◆ Supplied information:

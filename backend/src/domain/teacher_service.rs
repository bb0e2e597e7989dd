//! Teacher directory service implementing the [`TeacherDirectory`] port.

use std::sync::Arc;

use async_trait::async_trait;

use crate::domain::ports::{TeacherDirectory, TeacherRepository};
use crate::domain::{Error, PersonDetails, Teacher, TeacherId};

#[derive(Clone)]
pub struct TeacherDirectoryService<R: ?Sized> {
    teachers: Arc<R>,
}

impl<R: ?Sized> TeacherDirectoryService<R> {
    pub fn new(teachers: Arc<R>) -> Self {
        Self { teachers }
    }
}

fn teacher_not_found(id: TeacherId) -> Error {
    Error::not_found(format!("teacher {id} not found"))
}

#[async_trait]
impl<R> TeacherDirectory for TeacherDirectoryService<R>
where
    R: TeacherRepository + ?Sized,
{
    async fn create_teacher(&self, person: PersonDetails) -> Result<Teacher, Error> {
        Ok(self.teachers.create(&person).await?)
    }

    async fn get_teacher(&self, id: TeacherId) -> Result<Teacher, Error> {
        self.teachers
            .find_by_id(id)
            .await?
            .ok_or_else(|| teacher_not_found(id))
    }

    async fn update_teacher(&self, id: TeacherId, person: PersonDetails) -> Result<Teacher, Error> {
        self.teachers
            .update(id, &person)
            .await?
            .ok_or_else(|| teacher_not_found(id))
    }

    async fn delete_teacher(&self, id: TeacherId) -> Result<(), Error> {
        if self.teachers.delete(id).await? {
            Ok(())
        } else {
            Err(teacher_not_found(id))
        }
    }
}
//! Student HTTP handlers.
//!
//! ```text
//! POST   /students
//! GET    /students
//! GET    /students/student/{id}
//! PUT    /students/student/{id}
//! DELETE /students/student/{id}
//! POST   /students/register-course
//! ```

use actix_web::{HttpResponse, delete, get, post, put, web};
use tracing::info;

use crate::domain::StudentId;
use crate::inbound::http::ApiResult;
use crate::inbound::http::schemas::{
    PersonRequest, RegisterCourseRequest, RegisterCourseResponse, StudentBody, StudentResponse,
    StudentsResponse, SuccessResponse,
};
use crate::inbound::http::state::HttpState;
use crate::inbound::http::validation::{validate_person, validate_registration};

/// Create a student with a generated six-character `studentID`.
#[utoipa::path(
    post,
    path = "/students",
    request_body = PersonRequest,
    responses(
        (status = 200, description = "Student created", body = StudentResponse),
        (status = 400, description = "Invalid request", body = String, content_type = "text/plain"),
        (status = 500, description = "Store rejected the row", body = String, content_type = "text/plain"),
        (status = 503, description = "Database unavailable", body = String, content_type = "text/plain")
    ),
    tags = ["students"],
    operation_id = "createStudent"
)]
#[post("/students")]
pub async fn create_student(
    state: web::Data<HttpState>,
    payload: web::Json<PersonRequest>,
) -> ApiResult<HttpResponse> {
    let person = validate_person(payload.into_inner())?;
    let student = state.students.create_student(person).await?;
    Ok(HttpResponse::Ok().json(StudentResponse {
        success: true,
        student: student.into(),
    }))
}

/// List every student.
#[utoipa::path(
    get,
    path = "/students",
    responses(
        (status = 200, description = "All students", body = StudentsResponse),
        (status = 503, description = "Database unavailable", body = String, content_type = "text/plain")
    ),
    tags = ["students"],
    operation_id = "listStudents"
)]
#[get("/students")]
pub async fn list_students(state: web::Data<HttpState>) -> ApiResult<HttpResponse> {
    let students = state.students.list_students().await?;
    Ok(HttpResponse::Ok().json(StudentsResponse {
        success: true,
        students: students.into_iter().map(StudentBody::from).collect(),
    }))
}

/// Fetch one student by row id.
#[utoipa::path(
    get,
    path = "/students/student/{id}",
    params(("id" = i32, Path, description = "Student row id")),
    responses(
        (status = 200, description = "Student", body = StudentResponse),
        (status = 400, description = "Invalid id", body = String, content_type = "text/plain"),
        (status = 404, description = "No such student", body = String, content_type = "text/plain")
    ),
    tags = ["students"],
    operation_id = "getStudent"
)]
#[get("/students/student/{id}")]
pub async fn get_student(
    state: web::Data<HttpState>,
    path: web::Path<i32>,
) -> ApiResult<HttpResponse> {
    let student = state
        .students
        .get_student(StudentId::new(path.into_inner()))
        .await?;
    Ok(HttpResponse::Ok().json(StudentResponse {
        success: true,
        student: student.into(),
    }))
}

/// Replace a student's names and date of birth. The `studentID` is kept.
#[utoipa::path(
    put,
    path = "/students/student/{id}",
    params(("id" = i32, Path, description = "Student row id")),
    request_body = PersonRequest,
    responses(
        (status = 200, description = "Student updated", body = SuccessResponse),
        (status = 400, description = "Invalid request", body = String, content_type = "text/plain"),
        (status = 404, description = "No such student", body = String, content_type = "text/plain")
    ),
    tags = ["students"],
    operation_id = "updateStudent"
)]
#[put("/students/student/{id}")]
pub async fn update_student(
    state: web::Data<HttpState>,
    path: web::Path<i32>,
    payload: web::Json<PersonRequest>,
) -> ApiResult<HttpResponse> {
    let person = validate_person(payload.into_inner())?;
    state
        .students
        .update_student(StudentId::new(path.into_inner()), person)
        .await?;
    Ok(HttpResponse::Ok().json(SuccessResponse::ok()))
}

/// Delete a student that is not enrolled anywhere.
#[utoipa::path(
    delete,
    path = "/students/student/{id}",
    params(("id" = i32, Path, description = "Student row id")),
    responses(
        (status = 200, description = "Student deleted", body = SuccessResponse),
        (status = 404, description = "No such student", body = String, content_type = "text/plain"),
        (status = 409, description = "Student is still enrolled", body = String, content_type = "text/plain")
    ),
    tags = ["students"],
    operation_id = "deleteStudent"
)]
#[delete("/students/student/{id}")]
pub async fn delete_student(
    state: web::Data<HttpState>,
    path: web::Path<i32>,
) -> ApiResult<HttpResponse> {
    state
        .students
        .delete_student(StudentId::new(path.into_inner()))
        .await?;
    Ok(HttpResponse::Ok().json(SuccessResponse::ok()))
}

/// Create a student, a teacher and a course, and enrol the student, in one
/// transaction.
///
/// Nothing is written unless every row is; the first store error is returned
/// as the response body.
#[utoipa::path(
    post,
    path = "/students/register-course",
    request_body = RegisterCourseRequest,
    responses(
        (status = 200, description = "Registration committed", body = RegisterCourseResponse),
        (status = 400, description = "Missing required field", body = String, content_type = "text/plain"),
        (status = 500, description = "Registration rolled back", body = String, content_type = "text/plain"),
        (status = 503, description = "Database unavailable", body = String, content_type = "text/plain")
    ),
    tags = ["students"],
    operation_id = "registerCourse"
)]
#[post("/students/register-course")]
pub async fn register_course(
    state: web::Data<HttpState>,
    payload: web::Json<RegisterCourseRequest>,
) -> ApiResult<HttpResponse> {
    let (student, course) = validate_registration(payload.into_inner())?;
    let registration = state.registration.register_course(student, course).await?;
    info!(
        student_id = %registration.student.id,
        course_id = %registration.course.id,
        "course registration committed"
    );
    Ok(HttpResponse::Ok().json(RegisterCourseResponse {
        success: true,
        course: registration.course.into(),
        student: registration.student.into(),
    }))
}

◆ Exercise requirements:
Repeat the material above exactly, beginning with its first line and ending with the line that holds "fn teacher_not_found(id: TeacherId)", and leave out everything else.

◆ Answer to the problem:
filename backend/src/domain/teacher_service.rs
repository bb0e2e597e7989dd
//! Teacher directory service implementing the [`TeacherDirectory`] port.

use std::sync::Arc;

use async_trait::async_trait;

use crate::domain::ports::{TeacherDirectory, TeacherRepository};
use crate::domain::{Error, PersonDetails, Teacher, TeacherId};

#[derive(Clone)]
pub struct TeacherDirectoryService<R: ?Sized> {
    teachers: Arc<R>,
}

impl<R: ?Sized> TeacherDirectoryService<R> {
    pub fn new(teachers: Arc<R>) -> Self {
        Self { teachers }
    }
}

fn teacher_not_found(id: TeacherId) -> Error {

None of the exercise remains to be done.